Dear Ralph: The night before my wedding



Dear Ralph,
          Please help me sort this out. My heart is being eaten with guilt, I don't think I can go on like this. I am married to the woman I have always loved for 7 years. Throughout our dating years I was always faithful to her but she cheated on me 3 different times with a particular man. I forgave her each time after she cried to me and we moved on. It is not like I am not wanted, as a matter of fact I am wanted by even her friends but I chose to keep myself. She loves me, I know that she does and I love her too. It's just that people make mistakes and she happened to make 1 mistake up to 3 times. I didn't know this thing was still affecting me, I thought I had gotten over this. As our wedding drew closer I found myself more frustrated at her and I knew it was coming from her past infidelities and my fear of her still doing it after our wedding. We quarreled a lot during that period and we even called the wedding off a couple of times. We finally decided to set a date and I decided to stop causing problems for us and just keep quiet about things. As the bachelors eve came, the groomsmen organized some strippers and I usually wouldn't agree to this but I found myself a little more relaxed and eager to participate.
After some time the bridesmaids and my wife joined us in the party and a lot of booze was going around, I wasn't holding back. My wife later left to get enough rest before the wedding but some of the bridesmaids stayed back. I was kind of wasted that night or that is what I keep telling myself but I know better. On our way back home as I was dropping off some of the bridesmaids, her friend was the last one remaining in the car. It was one of her good friends that always had her eyes on me, before I knew what I was doing, I was already at it with her. I knew what I was doing truth be told because somewhere deep inside me I was still frustrated and wanted to get even with my wife. We got married the next day but I was so uncomfortable each time I looked over at the bridal train or at my wife. It has been a month since our wedding and I still feel horrible, I can't bring myself to try and make a child with my wife and she is getting worried. She doesn't deserve this and I don't know how to make the guilt go away. The girl that I had something with has carried on like nothing ever happened and has never mentioned a word about this to me again. I feel very guilty now. I shouldn't have done this. I was very wrong.
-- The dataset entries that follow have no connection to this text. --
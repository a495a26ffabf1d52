
use std::{cell::Cell, rc::Rc};

use futures::executor::LocalPool;
use isomut::*;

use self::test_utils::*;

fn contains(store: &RenderStore<Todo>, value: &str) -> bool {
    store.state().iter().any(|s| s == value)
}

#[test]
fn sync_actions_resolve_after_first_render() {
    let mut pool = LocalPool::new();
    let store = RenderStore::new(todo(), Vec::new());
    let passes = Rc::new(Cell::new(0));
    let render = {
        let store = store.clone();
        let passes = passes.clone();
        move |name: &String| -> Result<String, Error> {
            passes.set(passes.get() + 1);
            if !contains(&store, "greeted") {
                store.dispatch("greeted".into())?;
            }
            Ok(format!("<p>hello {name}</p>"))
        }
    };
    let html = pool
        .run_until(store.render_to_string(render, "world".to_string()))
        .unwrap();
    assert_eq!(html, "<p>hello world</p>");
    assert_eq!(passes.get(), 2);
    assert_eq!(store.pending(), 0);
}

#[test]
fn deferred_action_chain_renders_final_state() {
    let mut pool = LocalPool::new();
    let backend = Backend::new(
        pool.spawner(),
        [("user", Ok("alice")), ("posts", Ok("hello from alice"))],
    );
    let store = RenderStore::new(todo(), vec![backend.middleware()]);
    let render = {
        let store = store.clone();
        move |_: &()| -> Result<String, Error> {
            if store.state().is_empty() {
                store.dispatch("loading".into())?;
                store.dispatch("fetch user".into())?;
            }
            if contains(&store, "alice") && !contains(&store, "hello from alice") {
                let requested = store.state().len() > 2;
                if !requested {
                    store.dispatch("fetch posts".into())?;
                }
            }
            Ok(store.state().join("|"))
        }
    };
    let html = pool.run_until(store.render_to_string(render, ())).unwrap();
    assert_eq!(html, "loading|alice|hello from alice");
    assert_eq!(backend.requests(), ["user", "posts"]);
}

#[test]
fn waits_for_all_outstanding_requests() {
    let mut pool = LocalPool::new();
    let backend = Backend::new(
        pool.spawner(),
        [("a", Ok("A")), ("b", Ok("B")), ("c", Ok("C"))],
    );
    let store = RenderStore::new(todo(), vec![backend.middleware()]);
    let started = Rc::new(Cell::new(false));
    let render = {
        let store = store.clone();
        move |_: &()| -> Result<String, Error> {
            if !started.replace(true) {
                for name in ["a", "b", "c"] {
                    store.dispatch(format!("fetch {name}"))?;
                }
            }
            Ok(store.state().len().to_string())
        }
    };
    let html = pool.run_until(store.render_to_string(render, ())).unwrap();
    assert_eq!(html, "3");
    let mut state = store.state().clone();
    state.sort();
    assert_eq!(state, ["A", "B", "C"]);
}

#[test]
fn unhandled_rejection_fails_render() {
    let mut pool = LocalPool::new();
    let backend = Backend::new(pool.spawner(), [("user", Err("not found"))]);
    let store = RenderStore::new(todo(), vec![backend.middleware()]);
    let render = {
        let store = store.clone();
        move |_: &()| -> Result<String, Error> {
            if backend.requests().is_empty() {
                store.dispatch("fetch user".into())?;
            }
            Ok(String::new())
        }
    };
    match pool.run_until(store.render_to_string(render, ())) {
        Err(RenderError::Rejected(e)) => assert_eq!(e.to_string(), "not found"),
        r => panic!("unexpected result: {r:?}"),
    }
}

#[test]
fn handled_rejection_resolves() {
    let mut pool = LocalPool::new();
    let backend = Backend::new(pool.spawner(), [("user", Err("not found"))]);
    let store = RenderStore::new(todo(), vec![backend.middleware()]);
    let render = {
        let store = store.clone();
        move |_: &()| -> Result<String, Error> {
            if backend.requests().is_empty() {
                let op = store.dispatch("fetch user".into())?;
                if let Some(op) = op.into_operation() {
                    let fallback = store.clone();
                    op.on_settled(move |outcome| {
                        if outcome.is_err() {
                            let _ = fallback.dispatch("anonymous".into());
                        }
                    });
                }
            }
            Ok(store.state().join("|"))
        }
    };
    let html = pool.run_until(store.render_to_string(render, ())).unwrap();
    // the handler runs after the counter drained, so its change is not rendered
    assert_eq!(html, "");
    assert_eq!(*store.state(), ["anonymous"]);
}

#[test]
fn render_failure_is_reported_at_once() {
    let mut pool = LocalPool::new();
    let store = RenderStore::new(todo(), Vec::new());
    let result = pool.run_until(
        store.render_to_string(|_: &()| Err(Error::msg("template missing")), ()),
    );
    match result {
        Err(RenderError::Render(e)) => assert_eq!(e.to_string(), "template missing"),
        r => panic!("unexpected result: {r:?}"),
    }
}

#[test]
fn endless_state_changes_are_unstable() {
    let mut pool = LocalPool::new();
    let store = render_enhancer(Vec::new())
        .options(RenderOptions::new().with_max_passes(10))
        .apply(todo());
    let render = {
        let store = store.clone();
        move |_: &()| -> Result<String, Error> {
            store.dispatch("tick".into())?;
            Ok(String::new())
        }
    };
    match pool.run_until(store.render_to_string(render, ())) {
        Err(RenderError::Unstable(10)) => {}
        r => panic!("unexpected result: {r:?}"),
    }
    assert_eq!(store.state().len(), 10);
}

#[test]
fn options_from_json() {
    let options: RenderOptions =
        serde_json::from_str(r#"{ "max_passes": 2, "settle_ticks": 0 }"#).unwrap();
    let store = render_enhancer(Vec::new()).options(options).apply(todo());
    assert_eq!(store.options().max_passes, Some(2));
    assert_eq!(store.options().settle_ticks, 0);
}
                                                                                                                                             Anonymous














Dear Anonymous,
         The most important thing right now is that you have acknowledged your wrong and you mean to correct things. It isn't going to be easy but it is very much possible to get things right again.
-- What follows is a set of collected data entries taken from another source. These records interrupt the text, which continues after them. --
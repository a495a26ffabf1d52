use super::*;

#[test]
fn default_values() {
    let o = RenderOptions::default();
    assert_eq!(o.max_passes, None);
    assert_eq!(o.settle_ticks, 1);
}

#[test]
fn builders() {
    let o = RenderOptions::new().with_max_passes(4).with_settle_ticks(0);
    assert_eq!(o.max_passes, Some(4));
    assert_eq!(o.settle_ticks, 0);
}

#[test]
fn deserialize_partial() {
    let o: RenderOptions = serde_json::from_str(r#"{ "max_passes": 8 }"#).unwrap();
    assert_eq!(o, RenderOptions::new().with_max_passes(8));
}

#[test]
fn deserialize_empty() {
    let o: RenderOptions = serde_json::from_str("{}").unwrap();
    assert_eq!(o, RenderOptions::default());
}

#[test]
fn serialize() {
    let json = serde_json::to_value(RenderOptions::new().with_settle_ticks(2)).unwrap();
    assert_eq!(
        json,
        serde_json::json!({ "max_passes": null, "settle_ticks": 2 })
    );
}
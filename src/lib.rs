//! A store enhancer for server-side rendering that waits for asynchronous side effects.
//!
//! Actions dispatched while rendering may start asynchronous work that dispatches further actions.
//! [`RenderStore::render_to_string`] renders, re-renders on every state change,
//! and completes once the output is stable and no tracked operation is outstanding.

mod enhancer;
mod error;
mod middleware;
mod operation;
mod options;
pub mod rejection;
mod render;
mod store;
mod subscription;
mod tracker;

#[cfg(doctest)]
mod tests_readme;

pub use enhancer::*;
pub use error::*;
pub use middleware::*;
pub use operation::*;
pub use options::*;
pub use render::*;
pub use store::*;
pub use subscription::*;
pub use tracker::*;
The only way for you to get this off your chest once and for all would be to tell your wife. I think she deserves to know the truth about what happened. It would hurt her and the bitter truth is that you stand a chance of losing her but it is the right thing to do. You cannot live like this and build a home based on lies. You both would need to face this particular issue and sort it out. Let her know why you did it and how you felt about what she had done. Let her know your true feelings. Do not mask things and pretend that they are okay when you are hurting inside. Even if it means tearing the roof down with your voice, do not let these things linger in your heart. They would mature and grow into something horrible, you would make mistakes because of them as you can see. Stop holding back and learn to tell your woman when she hurts you and if after one talk you still aren't satisfied, talk to her again and again. Until you are completely fine, do not feel like you need to start keeping some emotions locked up, especially these kind.
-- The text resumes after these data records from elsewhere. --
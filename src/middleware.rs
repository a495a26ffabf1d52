use std::{
    cell::{Ref, RefCell},
    rc::{Rc, Weak},
};

use derive_ex::Ex;
use parse_display::Display;
use tracing::debug;

use crate::{DispatchResult, Dispatched, Error, Operation, PendingTracker, Store};


/// Function that handles an action.
pub type Dispatch<A, T> = Rc<dyn Fn(A) -> DispatchResult<T>>;

/// Access to the store given to every [`Middleware`].
#[derive(Ex)]
#[derive_ex(Clone(bound()))]
pub struct MiddlewareApi<St: Store> {
    store: Rc<St>,
    dispatch: Rc<RefCell<Weak<dyn Fn(St::Action) -> DispatchResult<St::Output>>>>,
}

impl<St: Store> MiddlewareApi<St> {
    pub fn state(&self) -> Ref<'_, St::State> {
        self.store.state()
    }

    /// Dispatches `action` through the whole middleware chain.
    pub fn dispatch(&self, action: St::Action) -> DispatchResult<St::Output> {
        let dispatch = self.dispatch.borrow().upgrade();
        match dispatch {
            Some(dispatch) => dispatch(action),
            None => Err(Error::new(StoreDropped)),
        }
    }
}

/// A stage of the dispatch pipeline.
pub trait Middleware<St: Store>: 'static {
    /// Returns the handler for this stage.
    ///
    /// `next` dispatches to the following stage, or to the store itself for the last middleware.
    fn layer(
        &self,
        api: &MiddlewareApi<St>,
        next: Dispatch<St::Action, St::Output>,
    ) -> Dispatch<St::Action, St::Output>;
}

/// Creates a [`Middleware`] from a function called with `(api, next, action)` for each action.
pub fn from_fn<St, F>(f: F) -> Box<dyn Middleware<St>>
where
    St: Store,
    F: Fn(
            &MiddlewareApi<St>,
            &Dispatch<St::Action, St::Output>,
            St::Action,
        ) -> DispatchResult<St::Output>
        + 'static,
{
    Box::new(FnMiddleware(Rc::new(f)))
}

struct FnMiddleware<F>(Rc<F>);

impl<St, F> Middleware<St> for FnMiddleware<F>
where
    St: Store,
    F: Fn(
            &MiddlewareApi<St>,
            &Dispatch<St::Action, St::Output>,
            St::Action,
        ) -> DispatchResult<St::Output>
        + 'static,
{
    fn layer(
        &self,
        api: &MiddlewareApi<St>,
        next: Dispatch<St::Action, St::Output>,
    ) -> Dispatch<St::Action, St::Output> {
        let f = self.0.clone();
        let api = api.clone();
        Rc::new(move |action| f(&api, &next, action))
    }
}

/// Registers asynchronous results of a handler with a [`PendingTracker`].
#[derive(Clone)]
pub struct ActionInterceptor {
    tracker: Rc<PendingTracker>,
}

impl ActionInterceptor {
    pub fn new(tracker: Rc<PendingTracker>) -> Self {
        Self { tracker }
    }

    /// Wraps `handler` so that every operation it returns is tracked.
    pub fn wrap<A: 'static, T: Clone + 'static>(&self, handler: Dispatch<A, T>) -> Dispatch<A, T> {
        let this = self.clone();
        Rc::new(move |action: A| -> DispatchResult<T> { Ok(this.observe(handler(action)?)) })
    }

    /// Tracks `dispatched` if it is asynchronous.
    ///
    /// The returned operation settles with the same outcome after the tracker has been updated,
    /// so callers still observe failures.
    pub fn observe<T: Clone + 'static>(&self, dispatched: Dispatched<T>) -> Dispatched<T> {
        match dispatched {
            Dispatched::Sync(value) => Dispatched::Sync(value),
            Dispatched::Async(op) => Dispatched::Async(self.track(&op)),
        }
    }

    fn track<T: Clone + 'static>(&self, op: &Operation<T>) -> Operation<T> {
        self.tracker.begin();
        let tracker = self.tracker.clone();
        op.then_with(move |outcome| {
            tracker.end(outcome.as_ref().err());
            outcome.clone()
        })
    }
}

/// Middleware composed with the store's own dispatch.
pub struct DispatchChain<St: Store> {
    api: MiddlewareApi<St>,
    dispatch: Dispatch<St::Action, St::Output>,
    len: usize,
}

impl<St: Store> DispatchChain<St> {
    /// Composes `middlewares` right to left around the dispatch of `store`.
    ///
    /// The handler of every middleware is wrapped by `interceptor`.
    pub fn new(
        store: Rc<St>,
        middlewares: Vec<Box<dyn Middleware<St>>>,
        interceptor: &ActionInterceptor,
    ) -> Self {
        let base: Dispatch<St::Action, St::Output> = {
            let store = store.clone();
            Rc::new(move |action| store.dispatch(action))
        };
        let api = MiddlewareApi {
            store,
            dispatch: Rc::new(RefCell::new(Rc::downgrade(&base))),
        };
        let dispatch = middlewares
            .iter()
            .rev()
            .fold(base, |next, m| interceptor.wrap(m.layer(&api, next)));
        *api.dispatch.borrow_mut() = Rc::downgrade(&dispatch);
        debug!(middlewares = middlewares.len(), "dispatch chain composed");
        Self {
            api,
            dispatch,
            len: middlewares.len(),
        }
    }

    pub fn dispatch(&self, action: St::Action) -> DispatchResult<St::Output> {
        (self.dispatch)(action)
    }

    pub fn api(&self) -> &MiddlewareApi<St> {
        &self.api
    }

    /// Returns the number of middlewares in the chain.
    pub fn len(&self) -> usize {
        self.len
    }
    pub fn is_empty(&self) -> bool {
        self.len == 0
    }
}

/// The store behind a [`MiddlewareApi`] was dropped.
#[derive(Display, Debug, Clone, Copy, Eq, PartialEq)]
#[display("the store was dropped")]
pub struct StoreDropped;

impl std::error::Error for StoreDropped {}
Another thing that could be putting you off is her friend who is saying nothing to you. You might not know it but you could be afraid that she would open up to your wife one day out of the same guilt you are feeling and you wouldn't know. And if you never thought that it was possible then at least now you know. Do not make the mistake of going to strike a deal or oath of silence with her, no! If she comes with the idea then do not agree to it. If you must speak to her then it would be to tell her that you are about to tell your wife about what happened and do not let her talk you out of it if she wants to. Also the sooner you tell your wife the better because you wouldn't know when her friend might decide to do it herself. If your wife hears it from her, things would be a lot worse for you. So think about this point also.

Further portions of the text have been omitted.